Bob Anderson holds a special place in our hearts here at Holistic Primary Care.
In the summer of 2000, when publisher Meg Sinclair and I were preparing to launch HPC, we attended the AHMA’s annual meeting. Bob welcomed us—total strangers with no prior connection to his “tribe”—and our brain-child, with open arms and an open mind. He immediately understood what we were striving to do, saw its potential, and gave us the sort of blessing that fledgling entrepreneurs need right before the big leap.
I’m proud to say that Bob was HPC’s first cover star. Our premier edition, in October 2000, spotlighted the then-new ABHM Board Certification program, and the emergence of holistic medicine as a specialty.
In that article, Bob defined Holistic Medicine as, “that aspect of medicine which considers the whole person—physical, mental, emotional, and spiritual—within the setting of their physical and social environment, and which utilizes all safe means for diagnosis and treatment, emphasizing those aspects of practice which promote optimal health.”
Bob’s sharp mind was able to take in, analyze, and synthesize information from a wide array of sources, always with an eye toward finding connections and points of integration. He valued rationality, but recognized that ultimately this world is full of mysteries that can only be understood with the heart.
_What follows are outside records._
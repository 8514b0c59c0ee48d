//! Pulls a user's recent matches from Riot into the store, at most once per day.

use std::collections::HashSet;
use std::sync::Arc;

use chrono::{Local, NaiveDate};
use tracing::{Span, debug, field, info, instrument, warn};

use crate::db::{NewMatch, Repository, User};
use crate::error::AppError;
use crate::riot::LolApi;
use crate::riot::types::RiotApiError;

/// How many of the latest Riot match IDs a sync looks at.
pub const RECENT_MATCH_COUNT: u32 = 5;

/// Retention cap of stored matches per user.
pub const MAX_STORED_MATCHES: i64 = 20;

#[derive(Debug, thiserror::Error)]
enum SyncError {
    #[error(transparent)]
    App(#[from] AppError),
    #[error(transparent)]
    Riot(#[from] RiotApiError),
    #[error("Player {puuid} not found in match {match_id}")]
    PlayerNotFoundInMatch { puuid: String, match_id: String },
}

#[derive(Debug, Clone, Copy, PartialEq, Eq)]
pub enum SyncMode {
    /// Skipped when the user was already synced today.
    Daily,
    /// Always runs and refetches every recent match, relying on insert-or-ignore.
    Forced,
}

#[derive(Debug, Clone, PartialEq, Eq)]
pub struct SyncReport {
    pub new_matches_added: u32,
    pub message: String,
    /// `true` when the daily gate short-circuited the sync.
    pub skipped: bool,
}

impl SyncReport {
    fn already_synced() -> Self {
        Self {
            new_matches_added: 0,
            message: "Already updated today, skipping sync".to_string(),
            skipped: true,
        }
    }

    fn completed(mode: SyncMode, new_matches_added: u32) -> Self {
        let message = match mode {
            SyncMode::Daily => format!("Successfully synced {new_matches_added} new matches"),
            SyncMode::Forced => {
                format!("Force sync completed: {new_matches_added} new matches added")
            }
        };

        Self {
            new_matches_added,
            message,
            skipped: false,
        }
    }
}

pub struct MatchSyncer {
    api: Arc<dyn LolApi>,
    db: Repository,
    default_tag_line: String,
}

impl MatchSyncer {
    pub fn new(api: Arc<dyn LolApi>, db: Repository, default_tag_line: String) -> Self {
        Self {
            api,
            db,
            default_tag_line,
        }
    }

    pub async fn sync(&self, username: &str, mode: SyncMode) -> Result<SyncReport, AppError> {
        self.sync_on(username, mode, Local::now().date_naive()).await
    }

    /// Sync as if `today` were the current calendar day.
    ///
    /// Two concurrent daily syncs of the same user may both pass the gate; the
    /// unique `(match_id, user_id)` constraint keeps the outcome identical.
    #[instrument(skip(self), fields(user_id = field::Empty, puuid = field::Empty))]
    pub async fn sync_on(
        &self,
        username: &str,
        mode: SyncMode,
        today: NaiveDate,
    ) -> Result<SyncReport, AppError> {
        let user = self
            .db
            .get_user_by_username(username)
            .await?
            .ok_or_else(|| AppError::UserNotFound(username.to_string()))?;

        Span::current().record("user_id", user.id);

        if mode == SyncMode::Daily && user.synced_on(today) {
            debug!("🔄 Already synced today, skipping");
            return Ok(SyncReport::already_synced());
        }

        let tag_line = user
            .tag_line
            .as_deref()
            .unwrap_or(&self.default_tag_line);

        let account = self
            .api
            .get_account_by_riot_id(&user.username, tag_line)
            .await
            .map_err(|e| match e {
                RiotApiError::NotFound => AppError::PlayerNotFound {
                    game_name: user.username.clone(),
                    tag_line: tag_line.to_string(),
                },
                other => other.into(),
            })?;

        Span::current().record("puuid", account.puuid.as_str());

        let match_ids = self
            .api
            .get_match_ids(&account.puuid, RECENT_MATCH_COUNT)
            .await?;

        let known: HashSet<String> = match mode {
            SyncMode::Daily => self
                .db
                .get_match_ids_for_user(user.id)
                .await?
                .into_iter()
                .collect(),
            SyncMode::Forced => HashSet::new(),
        };

        let mut new_matches_added = 0;

        for match_id in match_ids.iter().filter(|id| !known.contains(*id)) {
            match self.store_match(&user, &account.puuid, match_id).await {
                Ok(true) => new_matches_added += 1,
                Ok(false) => debug!(%match_id, "🔄 Match already stored"),
                Err(e) => warn!(error = %e, %match_id, "🔄 ⚠️ Skipping match"),
            }
        }

        let pruned = self.db.prune_matches(user.id, MAX_STORED_MATCHES).await?;
        self.db.set_last_updated(user.id, today).await?;

        info!(
            ?mode,
            fetched = match_ids.len(),
            new_matches_added,
            pruned,
            "🔄 ✅ Match sync completed"
        );

        Ok(SyncReport::completed(mode, new_matches_added))
    }

    /// Returns `true` when the match was newly written.
    async fn store_match(&self, user: &User, puuid: &str, match_id: &str) -> Result<bool, SyncError> {
        let match_data = self.api.get_match(match_id).await?;

        let participant =
            match_data
                .participant_info_of(puuid)
                .ok_or_else(|| SyncError::PlayerNotFoundInMatch {
                    puuid: puuid.to_string(),
                    match_id: match_id.to_string(),
                })?;

        let new_match = NewMatch {
            match_id: match_id.to_string(),
            user_id: user.id,
            champion: participant.champion_name.clone(),
            kills: participant.kills,
            deaths: participant.deaths,
            assists: participant.assists,
            win: participant.win,
            timestamp: match_data.info.ended_at(),
        };

        Ok(self.db.insert_match(&new_match).await?)
    }
}

#[cfg(test)]
mod tests {
    use super::*;
    use crate::db::test_repository;
    use crate::riot::testing::{FakeRiot, match_with, participant};
    use reqwest::StatusCode;

    const PUUID: &str = "puuid-alice";

    fn today() -> NaiveDate {
        NaiveDate::from_ymd_opt(2026, 10, 18).unwrap()
    }

    async fn setup(riot: FakeRiot) -> (Arc<FakeRiot>, Repository, MatchSyncer) {
        let db = test_repository().await;
        db.create_user("alice", "hash", None).await.unwrap();
        let riot = Arc::new(riot.with_account("alice", "NA1", PUUID));
        let syncer = MatchSyncer::new(riot.clone(), db.clone(), "NA1".to_string());
        (riot, db, syncer)
    }

    fn seed_matches(riot: &FakeRiot, ids: &[&str], start_secs: i64) {
        for (i, id) in ids.iter().enumerate() {
            riot.add_match(
                id,
                match_with(vec![participant(PUUID, 2, 1, 3, i % 2 == 0)], start_secs + i as i64),
            );
        }
    }

    async fn stored_ids(db: &Repository) -> Vec<String> {
        let user = db.get_user_by_username("alice").await.unwrap().unwrap();
        let mut ids = db.get_match_ids_for_user(user.id).await.unwrap();
        ids.sort();
        ids
    }

    #[tokio::test]
    async fn daily_sync_stores_new_matches_and_marks_day() {
        let (riot, db, syncer) = setup(FakeRiot::new()).await;
        let ids = ["NA1_5", "NA1_4", "NA1_3", "NA1_2", "NA1_1"];
        seed_matches(&riot, &ids, 1_000);
        riot.set_recent(&ids);

        let report = syncer.sync_on("alice", SyncMode::Daily, today()).await.unwrap();

        assert_eq!(report.new_matches_added, 5);
        assert_eq!(report.message, "Successfully synced 5 new matches");
        assert!(!report.skipped);
        assert_eq!(stored_ids(&db).await.len(), 5);
        let user = db.get_user_by_username("alice").await.unwrap().unwrap();
        assert!(user.synced_on(today()));
    }

    #[tokio::test]
    async fn second_daily_sync_same_day_makes_no_api_calls() {
        let (riot, _db, syncer) = setup(FakeRiot::new()).await;
        seed_matches(&riot, &["NA1_1"], 1_000);
        riot.set_recent(&["NA1_1"]);

        syncer.sync_on("alice", SyncMode::Daily, today()).await.unwrap();
        let calls = riot.calls();

        let report = syncer.sync_on("alice", SyncMode::Daily, today()).await.unwrap();

        assert!(report.skipped);
        assert_eq!(report.new_matches_added, 0);
        assert_eq!(report.message, "Already updated today, skipping sync");
        assert_eq!(riot.calls(), calls);
    }

    #[tokio::test]
    async fn next_day_sync_only_fetches_unknown_matches() {
        let (riot, db, syncer) = setup(FakeRiot::new()).await;
        seed_matches(&riot, &["NA1_1", "NA1_2", "NA1_3"], 1_000);
        riot.set_recent(&["NA1_2", "NA1_1"]);
        syncer.sync_on("alice", SyncMode::Daily, today()).await.unwrap();
        let details_before = riot.detail_calls();

        riot.set_recent(&["NA1_3", "NA1_2", "NA1_1"]);
        let tomorrow = today().succ_opt().unwrap();
        let report = syncer.sync_on("alice", SyncMode::Daily, tomorrow).await.unwrap();

        assert_eq!(report.new_matches_added, 1);
        assert_eq!(riot.detail_calls() - details_before, 1);
        assert_eq!(stored_ids(&db).await, vec!["NA1_1", "NA1_2", "NA1_3"]);
    }

    #[tokio::test]
    async fn forced_sync_refetches_and_ignores_duplicates() {
        let (riot, db, syncer) = setup(FakeRiot::new()).await;
        seed_matches(&riot, &["NA1_1", "NA1_2"], 1_000);
        riot.set_recent(&["NA1_2", "NA1_1"]);
        syncer.sync_on("alice", SyncMode::Daily, today()).await.unwrap();
        let details_before = riot.detail_calls();

        let report = syncer.sync_on("alice", SyncMode::Forced, today()).await.unwrap();

        assert!(!report.skipped);
        assert_eq!(report.new_matches_added, 0);
        assert_eq!(report.message, "Force sync completed: 0 new matches added");
        assert_eq!(riot.detail_calls() - details_before, 2);
        assert_eq!(stored_ids(&db).await, vec!["NA1_1", "NA1_2"]);
    }

    #[tokio::test]
    async fn stored_history_is_capped() {
        let (riot, db, syncer) = setup(FakeRiot::new()).await;
        let all: Vec<String> = (0..30).map(|i| format!("NA1_{i:02}")).collect();
        let all_refs: Vec<&str> = all.iter().map(String::as_str).collect();
        seed_matches(&riot, &all_refs, 10_000);

        let mut day = today();
        // Five new matches per day, newest first.
        for chunk in all_refs.chunks(5) {
            let mut recent = chunk.to_vec();
            recent.reverse();
            riot.set_recent(&recent);
            syncer.sync_on("alice", SyncMode::Daily, day).await.unwrap();
            day = day.succ_opt().unwrap();
        }

        let user = db.get_user_by_username("alice").await.unwrap().unwrap();
        let kept = db.get_recent_matches(user.id, 100).await.unwrap();
        assert_eq!(kept.len(), MAX_STORED_MATCHES as usize);
        assert_eq!(kept.first().unwrap().match_id, "NA1_29");
        assert_eq!(kept.last().unwrap().match_id, "NA1_10");
    }

    #[tokio::test]
    async fn missing_participant_and_failed_detail_are_skipped() {
        let (riot, db, syncer) = setup(FakeRiot::new()).await;
        seed_matches(&riot, &["NA1_1"], 1_000);
        riot.add_match(
            "NA1_2",
            match_with(vec![participant("someone-else", 1, 1, 1, true)], 2_000),
        );
        // NA1_3 has no details at all.
        riot.set_recent(&["NA1_3", "NA1_2", "NA1_1"]);

        let report = syncer.sync_on("alice", SyncMode::Daily, today()).await.unwrap();

        assert_eq!(report.new_matches_added, 1);
        assert_eq!(stored_ids(&db).await, vec!["NA1_1"]);
        let user = db.get_user_by_username("alice").await.unwrap().unwrap();
        assert!(user.synced_on(today()));
    }

    #[tokio::test]
    async fn sync_with_no_new_matches_still_marks_day() {
        let (riot, db, syncer) = setup(FakeRiot::new()).await;
        riot.set_recent(&[]);

        let report = syncer.sync_on("alice", SyncMode::Daily, today()).await.unwrap();

        assert_eq!(report.new_matches_added, 0);
        let user = db.get_user_by_username("alice").await.unwrap().unwrap();
        assert!(user.synced_on(today()));
    }

    #[tokio::test]
    async fn unknown_riot_account_aborts_sync() {
        let db = test_repository().await;
        db.create_user("ghost", "hash", Some("EUW")).await.unwrap();
        let riot = Arc::new(FakeRiot::new());
        let syncer = MatchSyncer::new(riot.clone(), db.clone(), "NA1".to_string());

        let err = syncer
            .sync_on("ghost", SyncMode::Daily, today())
            .await
            .unwrap_err();

        assert!(matches!(
            err,
            AppError::PlayerNotFound { ref game_name, ref tag_line }
                if game_name == "ghost" && tag_line == "EUW"
        ));
        let user = db.get_user_by_username("ghost").await.unwrap().unwrap();
        assert!(user.last_updated.is_none());
    }

    #[tokio::test]
    async fn unknown_user_is_reported() {
        let (riot, _db, syncer) = setup(FakeRiot::new()).await;

        let err = syncer
            .sync_on("nobody", SyncMode::Forced, today())
            .await
            .unwrap_err();

        assert!(matches!(err, AppError::UserNotFound(name) if name == "nobody"));

        let err = syncer
            .sync_on("nobody", SyncMode::Daily, today())
            .await
            .unwrap_err();

        assert!(matches!(err, AppError::UserNotFound(_)));
        assert_eq!(riot.calls(), 0);
    }

    #[tokio::test]
    async fn account_lookup_failure_aborts_without_marking_day() {
        for status in [
            StatusCode::UNAUTHORIZED,
            StatusCode::TOO_MANY_REQUESTS,
            StatusCode::SERVICE_UNAVAILABLE,
        ] {
            let (riot, db, syncer) = setup(FakeRiot::new()).await;
            seed_matches(&riot, &["NA1_1"], 1_000);
            riot.set_recent(&["NA1_1"]);
            riot.fail_account_with(status);

            for mode in [SyncMode::Daily, SyncMode::Forced] {
                let err = syncer.sync_on("alice", mode, today()).await.unwrap_err();
                assert!(matches!(err, AppError::RiotApi(_)), "{status}: {err}");
            }

            assert_eq!(riot.detail_calls(), 0);
            assert!(stored_ids(&db).await.is_empty());
            let user = db.get_user_by_username("alice").await.unwrap().unwrap();
            assert!(user.last_updated.is_none());
        }
    }

    #[tokio::test]
    async fn match_id_listing_failure_aborts_without_marking_day() {
        let (riot, db, syncer) = setup(FakeRiot::new()).await;
        riot.fail_match_ids_with(StatusCode::INTERNAL_SERVER_ERROR);

        let err = syncer
            .sync_on("alice", SyncMode::Daily, today())
            .await
            .unwrap_err();

        assert!(matches!(
            err,
            AppError::RiotApi(RiotApiError::Status(s)) if s == StatusCode::INTERNAL_SERVER_ERROR
        ));
        assert_eq!(riot.detail_calls(), 0);
        let user = db.get_user_by_username("alice").await.unwrap().unwrap();
        assert!(user.last_updated.is_none());
    }
}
In my last conversation with Bob, probably around 2010, we were discussing the economic challenges facing holistic practitioners, the relentless and conflicting pressures exerted by the health insurance plans, and the astonishing concentrations of wealth at the top of the medical-industrial complex.
Bob shook his head, and said, “I just don’t understand why some people feel like they need to make so much money.”
Bob’s values were different. He saw the practice of medicine as a sacred service, not a business. That spirit shaped everything he did, and touched all who had the privilege of meeting and knowing this kind and gentle man.
He was preceded in death by his wife Joann in 2018, and is survived by three children, Dr. Carol Anderson of Kalamazoo, MI, Douglas Anderson of East Wenatchee, and Paul Anderson of Spring Valley, CA, and two grandchildren, Jazzmine and Tristan.
May Bob’s memory be a blessing and an inspiration for his family, his patients, his colleagues, and all who knew him.